Asked 14th Apr, 2015

# How to handle Narrow Confidence Intervals?

I am running survival analysis using SAS. I have a very large sample size (>19,000) and I am finding very narrow CIs, For example, 1.066 (1.062-1.069). The model is also weighted because it is a complex survey with mortality follow-up. What would explain the narrow CI?

## Most recent answer

If the confidence interval is relatively narrow (e.g. 0.70 to 0.80), the effect size is known precisely. If the interval is wider (e.g. 0.60 to 0.93) the uncertainty is greater. Intervals that are very wide (e.g. 0.50 to 1.10) indicate that we have little knowledge about the effect and that further information is needed.

1 Recommendation

## All Answers (13)

Linden Consulting Group, LLC

Your very large sample size may very well explain your narrow CIs. As a test, take a random sample from these data (let's say 1000 units), and rerun the analysis. I would bet the bank that your CIs will increase accordingly.

That said, there may be something going on with the weighting that may impact the estimates as well.

1 Recommendation

Bennett University

sample size (n) and sample std dev (s) are inversely related by a factor of sqrt(n). Imagine it like this: if your sample size tends to infinity, it is no longer a sample, but a universe. Hence whatever mean and std dev you have are the true statistic. Then there is no need for CI because you already know the mean. Your large sample size is the reason for low (s) and hence narrow CI.

Justus-Liebig-Universität Gießen

As already said, the width of the CI is (also) a function of the sample size. Larger sample size -> smaller CI. Huge samples -> tiny CIs.

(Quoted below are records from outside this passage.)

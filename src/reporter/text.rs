//! Human-readable report

use super::{fk_lock_type, AnalysisResult, Report, ReportError, Reporter};
use crate::fkresolver::{FkGraph, FkRelation};
use std::fmt::Write;

pub struct TextReporter;

impl Reporter for TextReporter {
    fn render(&self, report: &Report) -> Result<String, ReportError> {
        let mut out = String::from("=== DDL Lock Analysis Report ===\n");
        for (i, analysis) in report.analyses.iter().enumerate() {
            if i > 0 {
                out.push_str("\n---\n");
            }
            render_analysis(&mut out, analysis)?;
        }
        Ok(out)
    }
}

fn render_analysis(out: &mut String, analysis: &AnalysisResult) -> Result<(), ReportError> {
    writeln!(out, "\nTable: {}", analysis.table)?;
    writeln!(out, "SQL:   {}", analysis.sql)?;

    for prediction in &analysis.predictions {
        writeln!(out, "\n  Operation     : {}", prediction.description)?;
        writeln!(out, "  Algorithm     : {}", prediction.algorithm)?;
        writeln!(
            out,
            "  Lock Level    : {}{}",
            prediction.lock_level,
            prediction.lock_level.describe()
        )?;
        writeln!(
            out,
            "  Table Rebuild : {}",
            if prediction.table_rebuild { "Yes" } else { "No" }
        )?;
        writeln!(out, "  Table Info    : {}", prediction.table_info.label)?;
        if prediction.duration.available {
            writeln!(out, "  Est. Duration : {}", prediction.duration.label)?;
        }
        writeln!(out, "  Risk Level    : {}", prediction.risk_level)?;

        bullet_block(out, "Note", &prediction.notes)?;
        bullet_block(out, "Warning", &prediction.warnings)?;
    }

    if let Some(graph) = analysis.fk_propagation() {
        render_fk_propagation(out, &analysis.table, graph)?;
    }
    Ok(())
}

fn bullet_block(out: &mut String, title: &str, items: &[String]) -> Result<(), ReportError> {
    if items.is_empty() {
        return Ok(());
    }
    writeln!(out, "\n  {}:", title)?;
    for item in items {
        writeln!(out, "    - {}", item)?;
    }
    Ok(())
}

fn render_fk_propagation(out: &mut String, table: &str, graph: &FkGraph) -> Result<(), ReportError> {
    let total = graph.total_affected_tables();

    out.push_str("\n  FK Lock Propagation:\n");
    if total == 0 {
        writeln!(out, "    {} has no FK-linked tables to lock", table)?;
        return bullet_block(out, "FK Warning", &graph.warnings);
    }

    writeln!(
        out,
        "    {} has {} FK relationships: MDL will propagate to related tables\n",
        table, total
    )?;
    writeln!(out, "    {:<10} {:<22} {:<15} {}", "Direction", "Table", "Lock Type", "Reason")?;
    writeln!(
        out,
        "    {} {} {} {}",
        "─".repeat(10),
        "─".repeat(22),
        "─".repeat(15),
        "─".repeat(30)
    )?;
    for relation in graph.all_relations() {
        render_relation(out, relation)?;
    }

    if !graph.warnings.is_empty() {
        bullet_block(out, "FK Warning", &graph.warnings)?;
    }

    out.push_str("\n  Warning:\n");
    writeln!(out, "    - MDL propagation to {} related tables detected", total)?;
    out.push_str("    - Long-running DDL on related tables may cause MDL wait queue buildup\n");
    out.push_str("    - If concurrent DDL on related tables is planned, coordinate execution order\n");
    Ok(())
}

fn render_relation(out: &mut String, relation: &FkRelation) -> Result<(), ReportError> {
    writeln!(
        out,
        "    {:<10} {:<22} {:<15} {}",
        depth_prefix(relation),
        relation.table,
        fk_lock_type(relation.lock_impact.lock_level),
        relation.lock_impact.reason
    )?;
    Ok(())
}

/// `PARENT` at depth 1, indented tree markers below that
fn depth_prefix(relation: &FkRelation) -> String {
    let indent = relation.depth.saturating_sub(1) as usize;
    format!("{}{}", "  └─".repeat(indent), relation.direction)
}

#[cfg(test)]
mod tests {
    use super::*;
    use crate::fkresolver::FkDirection;
    use crate::meta::LockLevel;
    use crate::reporter::fixtures::{relation, sample_report};
    use pretty_assertions::assert_eq;

    #[test]
    fn test_render_offline_report() {
        let mut report = sample_report(false);
        report.analyses[0].fk_graph = None;
        let text = TextReporter.render(&report).unwrap();

        let expected = "\
=== DDL Lock Analysis Report ===

Table: shop.orders
SQL:   ALTER TABLE orders ADD COLUMN note TEXT

  Operation     : ADD COLUMN (trailing, NULLABLE)
  Algorithm     : INSTANT
  Lock Level    : NONE (concurrent DML allowed)
  Table Rebuild : No
  Table Info    : N/A (no table metadata)
  Risk Level    : LOW

  Note:
    - INSTANT algorithm available (MySQL 8.0.12+)
    - No table rebuild required
    - DML operations are not blocked
";
        assert_eq!(text, expected);
    }

    #[test]
    fn test_render_with_metadata_shows_duration() {
        let text = TextReporter.render(&sample_report(true)).unwrap();
        assert!(text.contains("  Table Info    : rows: ~1,200,000, data: 524MB, indexes: 0\n"));
        assert!(text.contains("  Est. Duration : ~0s (metadata only)\n"));
    }

    #[test]
    fn test_render_fk_propagation() {
        let text = TextReporter.render(&sample_report(false)).unwrap();

        assert!(text.contains("\n  FK Lock Propagation:\n"));
        assert!(text.contains("    shop.orders has 2 FK relationships: MDL will propagate to related tables\n"));
        assert!(text.contains(&format!(
            "    {:<10} {:<22} {:<15} {}\n",
            "PARENT", "shop.users", "SHARED_READ", "FK: orders.user_id -> users.id"
        )));
        assert!(text.contains(&format!(
            "    {:<10} {:<22} {:<15} {}\n",
            "  └─CHILD", "shop.refunds", "EXCLUSIVE", "FK: orders.user_id -> users.id"
        )));
        assert!(text.contains("    - MDL propagation to 2 related tables detected\n"));
        assert!(!text.contains("FK Warning"));
    }

    #[test]
    fn test_render_fk_warnings_and_separator() {
        let mut report = sample_report(false);
        if let Some(graph) = report.analyses[0].fk_graph.as_mut() {
            graph
                .warnings
                .push("Circular FK reference detected: shop.users (skipping)".into());
        }
        report.analyses.push(report.analyses[0].clone());
        let text = TextReporter.render(&report).unwrap();

        assert!(text.contains("\n  FK Warning:\n    - Circular FK reference detected: shop.users (skipping)\n"));
        assert_eq!(text.matches("\n---\n").count(), 1);
    }

    #[test]
    fn test_render_warning_only_fk_graph() {
        let mut report = sample_report(false);
        let mut graph = FkGraph::new("shop.orders", 5);
        graph
            .warnings
            .push("Circular FK reference detected: shop.orders (skipping)".into());
        report.analyses[0].fk_graph = Some(graph);
        let text = TextReporter.render(&report).unwrap();

        assert!(text.contains("\n  FK Lock Propagation:\n    shop.orders has no FK-linked tables to lock\n"));
        assert!(text.contains("\n  FK Warning:\n    - Circular FK reference detected: shop.orders (skipping)\n"));
        assert!(!text.contains("Direction"));
        assert!(!text.contains("MDL propagation"));
    }

    #[test]
    fn test_depth_prefix() {
        assert_eq!(depth_prefix(&relation("a", FkDirection::Parent, 1, LockLevel::Shared)), "PARENT");
        assert_eq!(
            depth_prefix(&relation("a", FkDirection::Child, 3, LockLevel::Shared)),
            "  └─  └─CHILD"
        );
    }

    #[test]
    fn test_render_empty_report() {
        assert_eq!(
            TextReporter.render(&Report::default()).unwrap(),
            "=== DDL Lock Analysis Report ===\n"
        );
    }
}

The width of the CI is (an estimate of) the

*precision*obtained to estimate the parameter*based on the sampling variation*. Note that this precision can be arbitrarily high with arbitrarily large sample sizes - and that**it does not indicate**any "correctness" of the estimate. The "precision" measured by the CI is a sample-statistical feature and**it must not be mistaken**as "likely range of the 'true' parameter value"! (as such it is often*wrongly*described in stats textbooks) It is easily possible to get a very highly precise estimate that is grossly "wrong", simply because the underlying model was "wrong" (for instance missing a non-linear relationship, missing a relevant predictor or interaction) or the experiment was inadequate (for instance by non-random sampling, introducing biases, "wrong" read-outs etc.).You first have to discuss the adequacy of the experiment, you then have to discuss different sensible models, then you may decide for a favorable model (due to some scientific [not statistical!] reasons), assuming that it is adequate or the best available for your purpose (you may also really use different models and see how this impacts the estimation of your parameter of interest). Then you can take the withs of the CIs as indication for the

*statistical*precision of the parameter estimates and discuss their location (i.e. the effect sizes) in the context of your*scientific*question (e.g.: is an OR of 1.066 or up to 1.069 somehow relevant?).2 Recommendations

Eli Lilly

Thank you for the additional and insightful information. Dr Linden I did run a random sample and the CI were slightly wider although I ended up loosing significance of some of variables.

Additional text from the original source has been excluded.